Fearing for her life, Sabrina seeks shelter from Sebastiano, who lets her stay at his house. She reveals the name of Spadino's killer to him, who in turn tells Manfredi in exchange for clemency. Anacleti's henchmen ambush 8-Ball but fail to kill him. Later, 8-Ball's drug-addicted lover Viola goes on a personal vendetta and enlists one of 8-Ball's henchmen to assassinate the Anacleti hitmen. Fearful that an all-out war between 8-Ball and Manfredi could threaten his real estate interests, Samurai decides to mediate between the two to bring peace. Manfredi forces Sebastiano to hand Sabrina over to him; under duress, Sabrina reveals to Manfredi that Malgradi triggered the events that led to Spadino's murder.

Under the promise of having the mansion returned to him, Sebastiano tells Manfredi that Malgradi is the guarantor of the real estate project. Manfredi breaks into Malgradi's apartment and takes his son hostage, demanding a stake in the profits. Distraught, Malgradi threatens to call off the deal if Samurai does not help him. Samurai attempts to convince 8-Ball to let the Anacleti into the deal and turn Viola in, but after 8-Ball refuses, dismissing Samurai as "obsolete", Samurai executes 8-Ball and his henchmen to pacify Manfredi, who releases Malgradi's son. During the shooting, Viola hides and manages to escape.

Manfredi reneges on his promise to return the family mansion to Sebastiano, and severely beats him. The bill is approved but Yelena's body is found and Malgradi is warned that the judiciary may investigate him. Sebastiano, enraged, assaults Manfredi when he returns home at night, beats him, and locks him in the cage of Manfredi's own ferocious pit bull, who mauls him to death. After the approval of the bill, the Prime Minister resigns from office, which could jeopardize Malgradi's parliamentary immunity. Finally, Viola kills Samurai while he is leaving his mother's apartment.

== Cast ==
- Pierfrancesco Favino as Filippo Malgradi
- Elio Germano as Sebastiano
- Claudio Amendola as "Samurai"
- Alessandro Borghi as Aureliano "Numero 8" Adami
- Greta Scarano as Viola
- Giulia Elettra Gorietti as Sabrina
- Adamo Dionisi as Manfredi Anacleti
- Giacomo Ferrara as Alberto "Spadino" Anacleti
- Antonello Fassari as Sebastiano's father
- Jean-Hugues Anglade as Cardinal Berchet
- Nazzareno Bomba as "Bacarozzo"
- Marco Zangardi as Rognati
- Yulia Kolomiets as Yelena

==Reception==
===Box office===
The film made €1,742,182 in its opening weekend in Italy, totaling €4.7 million in Italy, for a grand total of $5.1 million including the international box office.

===Critical response===
Suburra was well received by critics. It currently holds a 91% approval rating on review aggregation website Rotten Tomatoes, based on 23 reviews with an average rating of 7.3/10.
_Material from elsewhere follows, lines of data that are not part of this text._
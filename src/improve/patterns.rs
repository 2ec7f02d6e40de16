//! Read-only aggregations over the self-improvement tables.

use rusqlite::{params, Connection};
use serde::Serialize;
use std::collections::HashMap;

use crate::error::{EngramError, Result};
use crate::improve::insights::{PROMOTE_MIN_CONFIDENCE, PROMOTE_MIN_IMPORTANCE};
use crate::improve::rules::rule_from_row;
use crate::improve::types::{Insight, Rule};

/// Which aggregation to compute.
#[derive(Debug, Clone, Copy, PartialEq, Eq)]
pub enum PatternView {
    /// Error counts per category.
    Errors,
    /// Insights ready for promotion.
    Candidates,
    /// Per-rule success rates.
    Effectiveness,
    /// Error volume, last 7 days vs the 7 days before.
    Trend,
}

impl std::str::FromStr for PatternView {
    type Err = EngramError;

    fn from_str(s: &str) -> std::result::Result<Self, Self::Err> {
        match s {
            "errors" => Ok(Self::Errors),
            "candidates" => Ok(Self::Candidates),
            "effectiveness" => Ok(Self::Effectiveness),
            "trend" => Ok(Self::Trend),
            _ => Err(EngramError::invalid("view", s)),
        }
    }
}

#[derive(Debug, Serialize)]
pub struct RuleEffectiveness {
    pub id: String,
    pub content: String,
    pub status: String,
    pub fire_count: u32,
    pub success_count: u32,
    pub success_rate: f64,
}

#[derive(Debug, Serialize)]
pub struct WeeklyTrend {
    pub this_week: u64,
    pub previous_week: u64,
    /// this_week - previous_week; negative means improvement.
    pub delta: i64,
}

/// Tagged aggregation payload, one variant per view.
#[derive(Debug, Serialize)]
#[serde(tag = "view", rename_all = "snake_case")]
pub enum PatternsReport {
    Errors { by_category: HashMap<String, u64> },
    Candidates { candidates: Vec<Insight> },
    Effectiveness { rules: Vec<RuleEffectiveness> },
    Trend { trend: WeeklyTrend },
}

/// Compute the requested aggregation.
pub fn patterns(conn: &Connection, view: PatternView) -> Result<PatternsReport> {
    match view {
        PatternView::Errors => errors_by_category(conn),
        PatternView::Candidates => promotion_candidates(conn),
        PatternView::Effectiveness => rule_effectiveness(conn),
        PatternView::Trend => weekly_trend(conn),
    }
}

fn errors_by_category(conn: &Connection) -> Result<PatternsReport> {
    let mut stmt = conn.prepare("SELECT category, COUNT(*) FROM error_log GROUP BY category")?;
    let rows: Vec<(String, i64)> = stmt
        .query_map([], |row| Ok((row.get(0)?, row.get(1)?)))?
        .collect::<std::result::Result<Vec<_>, _>>()?;
    Ok(PatternsReport::Errors {
        by_category: rows.into_iter().map(|(k, v)| (k, v as u64)).collect(),
    })
}

/// Candidate insights already clearing both promotion thresholds.
fn promotion_candidates(conn: &Connection) -> Result<PatternsReport> {
    let mut stmt = conn.prepare(
        "SELECT id, content, category, importance, confidence, source_error_ids, status, \
         created_at, updated_at FROM insights \
         WHERE status = 'candidate' AND importance >= ?1 AND confidence >= ?2 \
         ORDER BY importance DESC, confidence DESC",
    )?;
    let candidates = stmt
        .query_map(
            params![PROMOTE_MIN_IMPORTANCE, PROMOTE_MIN_CONFIDENCE],
            crate::improve::insights::insight_from_row,
        )?
        .collect::<std::result::Result<Vec<_>, _>>()?;
    Ok(PatternsReport::Candidates { candidates })
}

fn rule_effectiveness(conn: &Connection) -> Result<PatternsReport> {
    let mut stmt = conn.prepare(
        "SELECT id, content, project, status, fire_count, success_count, rated_count, \
         created_from_insight_id, created_at, updated_at FROM rules ORDER BY created_at",
    )?;
    let all_rules: Vec<Rule> = stmt
        .query_map([], rule_from_row)?
        .collect::<std::result::Result<Vec<_>, _>>()?;

    let rules = all_rules
        .into_iter()
        .map(|rule| RuleEffectiveness {
            success_rate: rule.effectiveness(),
            id: rule.id,
            content: rule.content,
            status: rule.status.as_str().to_string(),
            fire_count: rule.fire_count,
            success_count: rule.success_count,
        })
        .collect();
    Ok(PatternsReport::Effectiveness { rules })
}

/// Error counts for the two most recent 7-day windows.
fn weekly_trend(conn: &Connection) -> Result<PatternsReport> {
    let now = chrono::Utc::now();
    let week_ago = (now - chrono::Duration::days(7)).to_rfc3339();
    let two_weeks_ago = (now - chrono::Duration::days(14)).to_rfc3339();

    let this_week: i64 = conn.query_row(
        "SELECT COUNT(*) FROM error_log WHERE created_at >= ?1",
        params![week_ago],
        |row| row.get(0),
    )?;
    let previous_week: i64 = conn.query_row(
        "SELECT COUNT(*) FROM error_log WHERE created_at >= ?1 AND created_at < ?2",
        params![two_weeks_ago, week_ago],
        |row| row.get(0),
    )?;

    Ok(PatternsReport::Trend {
        trend: WeeklyTrend {
            this_week: this_week as u64,
            previous_week: previous_week as u64,
            delta: this_week - previous_week,
        },
    })
}

#[cfg(test)]
mod tests {
    use super::*;
    use crate::db;
    use crate::improve::errors::log_error;
    use crate::improve::insights::{add_insight, upvote};
    use crate::improve::rules::{create_rule, fire_rule, rate_rule};
    use crate::improve::types::{ErrorCategory, Severity};

    fn test_db() -> Connection {
        db::open_memory_database().unwrap()
    }

    #[test]
    fn errors_view_groups_by_category() {
        let conn = test_db();
        log_error(&conn, "first config issue", ErrorCategory::ConfigError, Severity::Low, None, "infra").unwrap();
        log_error(&conn, "second config issue", ErrorCategory::ConfigError, Severity::Low, None, "infra").unwrap();
        log_error(&conn, "slow endpoint", ErrorCategory::Timeout, Severity::Medium, None, "backend").unwrap();

        let PatternsReport::Errors { by_category } = patterns(&conn, PatternView::Errors).unwrap()
        else {
            panic!("wrong report variant");
        };
        assert_eq!(by_category["config_error"], 2);
        assert_eq!(by_category["timeout"], 1);
    }

    #[test]
    fn candidates_view_applies_both_thresholds() {
        let conn = test_db();
        let ready = add_insight(&conn, "Ready for promotion", "config_error", &[]).unwrap();
        for _ in 0..6 {
            upvote(&conn, &ready.id).unwrap();
        }
        let not_ready = add_insight(&conn, "Importance fine, confidence short", "timeout", &[]).unwrap();
        for _ in 0..3 {
            upvote(&conn, &not_ready.id).unwrap();
        }

        let PatternsReport::Candidates { candidates } =
            patterns(&conn, PatternView::Candidates).unwrap()
        else {
            panic!("wrong report variant");
        };
        assert_eq!(candidates.len(), 1);
        assert_eq!(candidates[0].id, ready.id);
    }

    #[test]
    fn effectiveness_view_computes_rates() {
        let conn = test_db();
        let rule = create_rule(&conn, "Measured rule", "", None).unwrap();
        for _ in 0..4 {
            fire_rule(&conn, &rule.id).unwrap();
        }
        rate_rule(&conn, &rule.id, true).unwrap();

        let PatternsReport::Effectiveness { rules } =
            patterns(&conn, PatternView::Effectiveness).unwrap()
        else {
            panic!("wrong report variant");
        };
        assert_eq!(rules.len(), 1);
        assert!((rules[0].success_rate - 0.25).abs() < 1e-9);
    }

    #[test]
    fn trend_view_compares_windows() {
        let conn = test_db();
        let recent = log_error(&conn, "fresh error", ErrorCategory::ApiError, Severity::Low, None, "backend").unwrap();
        let older = log_error(&conn, "last week's error", ErrorCategory::ApiError, Severity::Low, None, "backend").unwrap();
        // Move one error into the previous window
        conn.execute(
            "UPDATE error_log SET created_at = ?1 WHERE id = ?2",
            params![(chrono::Utc::now() - chrono::Duration::days(10)).to_rfc3339(), older.id],
        )
        .unwrap();
        let _ = recent;

        let PatternsReport::Trend { trend } = patterns(&conn, PatternView::Trend).unwrap() else {
            panic!("wrong report variant");
        };
        assert_eq!(trend.this_week, 1);
        assert_eq!(trend.previous_week, 1);
        assert_eq!(trend.delta, 0);
    }

    #[test]
    fn unknown_view_rejected() {
        assert!("histogram".parse::<PatternView>().is_err());
    }
}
Lee Marshall of Screen International and Jacob Stolworthy of The Independent praised the film for its casting, filming and soundtrack. Hanh Nguyen of IndieWire stated, "While it delivered shocks and spectacle, its characterizations felt shallow and stereotypical — probably because it tried to pack too much into its 130-minute runtime."